Dataset entries
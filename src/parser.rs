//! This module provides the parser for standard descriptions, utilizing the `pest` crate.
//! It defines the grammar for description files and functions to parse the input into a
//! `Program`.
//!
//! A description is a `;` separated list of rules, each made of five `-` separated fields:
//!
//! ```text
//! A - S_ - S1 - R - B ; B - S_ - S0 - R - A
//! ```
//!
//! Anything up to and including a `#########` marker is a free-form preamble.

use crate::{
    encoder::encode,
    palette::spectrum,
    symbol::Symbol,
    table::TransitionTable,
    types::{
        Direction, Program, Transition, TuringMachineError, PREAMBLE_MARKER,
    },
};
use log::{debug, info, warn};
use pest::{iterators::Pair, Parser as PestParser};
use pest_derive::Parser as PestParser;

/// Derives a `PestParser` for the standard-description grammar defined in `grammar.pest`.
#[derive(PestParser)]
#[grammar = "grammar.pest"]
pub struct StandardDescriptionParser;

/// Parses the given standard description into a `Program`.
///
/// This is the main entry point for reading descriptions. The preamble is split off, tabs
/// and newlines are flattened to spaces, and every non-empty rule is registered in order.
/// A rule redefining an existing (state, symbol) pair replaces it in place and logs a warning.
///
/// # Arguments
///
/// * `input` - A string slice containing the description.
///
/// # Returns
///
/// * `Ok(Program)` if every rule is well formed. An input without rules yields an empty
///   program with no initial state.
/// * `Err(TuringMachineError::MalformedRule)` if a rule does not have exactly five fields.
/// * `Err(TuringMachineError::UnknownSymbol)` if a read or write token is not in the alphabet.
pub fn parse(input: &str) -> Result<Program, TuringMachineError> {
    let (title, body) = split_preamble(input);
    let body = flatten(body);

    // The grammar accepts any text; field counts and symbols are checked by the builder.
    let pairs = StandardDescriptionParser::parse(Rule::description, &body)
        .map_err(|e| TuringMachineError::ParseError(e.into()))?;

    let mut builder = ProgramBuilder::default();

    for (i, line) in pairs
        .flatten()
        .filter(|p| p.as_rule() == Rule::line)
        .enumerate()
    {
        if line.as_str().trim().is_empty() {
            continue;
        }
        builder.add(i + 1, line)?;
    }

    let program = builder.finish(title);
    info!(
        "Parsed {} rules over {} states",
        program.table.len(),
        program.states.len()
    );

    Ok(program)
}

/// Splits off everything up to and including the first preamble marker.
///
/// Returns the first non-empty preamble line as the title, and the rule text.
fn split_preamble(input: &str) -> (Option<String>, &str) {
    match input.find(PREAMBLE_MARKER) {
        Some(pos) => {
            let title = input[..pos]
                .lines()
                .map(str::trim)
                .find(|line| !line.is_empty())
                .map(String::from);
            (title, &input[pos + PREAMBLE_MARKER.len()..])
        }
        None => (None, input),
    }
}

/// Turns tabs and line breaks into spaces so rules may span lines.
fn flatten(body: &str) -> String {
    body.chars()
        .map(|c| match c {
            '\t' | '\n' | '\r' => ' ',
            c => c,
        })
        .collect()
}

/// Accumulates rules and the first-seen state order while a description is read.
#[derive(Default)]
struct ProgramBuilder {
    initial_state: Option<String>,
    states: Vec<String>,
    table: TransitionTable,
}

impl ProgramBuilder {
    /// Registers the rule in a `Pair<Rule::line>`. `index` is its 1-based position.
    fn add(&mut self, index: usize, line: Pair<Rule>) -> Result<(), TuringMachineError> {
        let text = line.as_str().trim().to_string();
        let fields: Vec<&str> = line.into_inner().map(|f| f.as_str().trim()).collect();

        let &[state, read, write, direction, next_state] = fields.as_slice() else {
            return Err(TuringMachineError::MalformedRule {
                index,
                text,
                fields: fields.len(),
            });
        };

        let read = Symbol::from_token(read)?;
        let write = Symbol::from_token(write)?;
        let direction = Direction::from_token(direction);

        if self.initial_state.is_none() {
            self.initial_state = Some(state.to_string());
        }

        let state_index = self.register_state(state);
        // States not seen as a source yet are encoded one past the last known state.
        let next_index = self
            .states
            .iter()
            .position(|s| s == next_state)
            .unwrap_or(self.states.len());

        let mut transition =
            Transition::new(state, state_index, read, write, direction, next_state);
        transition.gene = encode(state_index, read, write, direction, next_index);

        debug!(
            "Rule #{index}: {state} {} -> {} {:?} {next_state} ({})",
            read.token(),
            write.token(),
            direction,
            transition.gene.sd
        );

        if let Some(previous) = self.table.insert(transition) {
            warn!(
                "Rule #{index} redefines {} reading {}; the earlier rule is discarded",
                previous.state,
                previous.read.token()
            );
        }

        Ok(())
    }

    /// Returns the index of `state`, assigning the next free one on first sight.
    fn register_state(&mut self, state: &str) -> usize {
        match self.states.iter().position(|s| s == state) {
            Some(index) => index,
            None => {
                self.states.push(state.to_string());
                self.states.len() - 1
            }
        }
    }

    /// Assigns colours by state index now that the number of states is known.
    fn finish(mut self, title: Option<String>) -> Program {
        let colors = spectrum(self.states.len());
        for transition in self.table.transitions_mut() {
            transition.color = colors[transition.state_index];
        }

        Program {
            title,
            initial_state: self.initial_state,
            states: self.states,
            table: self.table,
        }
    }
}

■ Problem to solve: Keeping each word as it stands, transcribe every entry.

■ Exercise output:
filename src/parser.rs
//! This module provides the parser for standard descriptions, utilizing the `pest` crate.
//! It defines the grammar for description files and functions to parse the input into a
//! `Program`.
//!
//! A description is a `;` separated list of rules, each made of five `-` separated fields:
//!
//! ```text
//! A - S_ - S1 - R - B ; B - S_ - S0 - R - A
//! ```
//!
//! Anything up to and including a `#########` marker is a free-form preamble.

use crate::{
    encoder::encode,
    palette::spectrum,
    symbol::Symbol,
    table::TransitionTable,
    types::{
        Direction, Program, Transition, TuringMachineError, PREAMBLE_MARKER,
    },
};
use log::{debug, info, warn};
use pest::{iterators::Pair, Parser as PestParser};
use pest_derive::Parser as PestParser;

/// Derives a `PestParser` for the standard-description grammar defined in `grammar.pest`.
#[derive(PestParser)]
#[grammar = "grammar.pest"]
pub struct StandardDescriptionParser;

/// Parses the given standard description into a `Program`.
///
/// This is the main entry point for reading descriptions. The preamble is split off, tabs
/// and newlines are flattened to spaces, and every non-empty rule is registered in order.
/// A rule redefining an existing (state, symbol) pair replaces it in place and logs a warning.
///
/// # Arguments
///
/// * `input` - A string slice containing the description.
///
/// # Returns
///
/// * `Ok(Program)` if every rule is well formed. An input without rules yields an empty
///   program with no initial state.
/// * `Err(TuringMachineError::MalformedRule)` if a rule does not have exactly five fields.
/// * `Err(TuringMachineError::UnknownSymbol)` if a read or write token is not in the alphabet.
pub fn parse(input: &str) -> Result<Program, TuringMachineError> {
    let (title, body) = split_preamble(input);
    let body = flatten(body);

    // The grammar accepts any text; field counts and symbols are checked by the builder.
    let pairs = StandardDescriptionParser::parse(Rule::description, &body)
        .map_err(|e| TuringMachineError::ParseError(e.into()))?;

    let mut builder = ProgramBuilder::default();

    for (i, line) in pairs
        .flatten()
        .filter(|p| p.as_rule() == Rule::line)
        .enumerate()
    {
        if line.as_str().trim().is_empty() {
            continue;
        }
        builder.add(i + 1, line)?;
    }

    let program = builder.finish(title);
    info!(
        "Parsed {} rules over {} states",
        program.table.len(),
        program.states.len()
    );

    Ok(program)
}

/// Splits off everything up to and including the first preamble marker.
///
/// Returns the first non-empty preamble line as the title, and the rule text.
fn split_preamble(input: &str) -> (Option<String>, &str) {
    match input.find(PREAMBLE_MARKER) {
        Some(pos) => {
            let title = input[..pos]
                .lines()
                .map(str::trim)
                .find(|line| !line.is_empty())
                .map(String::from);
            (title, &input[pos + PREAMBLE_MARKER.len()..])
        }
        None => (None, input),
    }
}

/// Turns tabs and line breaks into spaces so rules may span lines.
fn flatten(body: &str) -> String {
    body.chars()
        .map(|c| match c {
            '\t' | '\n' | '\r' => ' ',
            c => c,
        })
        .collect()
}

/// Accumulates rules and the first-seen state order while a description is read.
#[derive(Default)]
struct ProgramBuilder {
    initial_state: Option<String>,
    states: Vec<String>,
    table: TransitionTable,
}

impl ProgramBuilder {
    /// Registers the rule in a `Pair<Rule::line>`. `index` is its 1-based position.
    fn add(&mut self, index: usize, line: Pair<Rule>) -> Result<(), TuringMachineError> {
        let text = line.as_str().trim().to_string();
        let fields: Vec<&str> = line.into_inner().map(|f| f.as_str().trim()).collect();

        let &[state, read, write, direction, next_state] = fields.as_slice() else {
            return Err(TuringMachineError::MalformedRule {
                index,
                text,
                fields: fields.len(),
            });
        };

        let read = Symbol::from_token(read)?;
        let write = Symbol::from_token(write)?;
        let direction = Direction::from_token(direction);

        if self.initial_state.is_none() {
            self.initial_state = Some(state.to_string());
        }

        let state_index = self.register_state(state);
        // States not seen as a source yet are encoded one past the last known state.
        let next_index = self
            .states
            .iter()
            .position(|s| s == next_state)
            .unwrap_or(self.states.len());

        let mut transition =
            Transition::new(state, state_index, read, write, direction, next_state);
        transition.gene = encode(state_index, read, write, direction, next_index);

        debug!(
            "Rule #{index}: {state} {} -> {} {:?} {next_state} ({})",
            read.token(),
            write.token(),
            direction,
            transition.gene.sd
        );

        if let Some(previous) = self.table.insert(transition) {
            warn!(
                "Rule #{index} redefines {} reading {}; the earlier rule is discarded",
                previous.state,
                previous.read.token()
            );
        }

        Ok(())
    }

    /// Returns the index of `state`, assigning the next free one on first sight.
    fn register_state(&mut self, state: &str) -> usize {
        match self.states.iter().position(|s| s == state) {
            Some(index) => index,
            None => {
                self.states.push(state.to_string());
                self.states.len() - 1
            }
        }
    }

    /// Assigns colours by state index now that the number of states is known.
    fn finish(mut self, title: Option<String>) -> Program {
        let colors = spectrum(self.states.len());
        for transition in self.table.transitions_mut() {
            transition.color = colors[transition.state_index];
        }

        Program {
            title,
            initial_state: self.initial_state,
            states: self.states,
            table: self.table,
        }
    }
}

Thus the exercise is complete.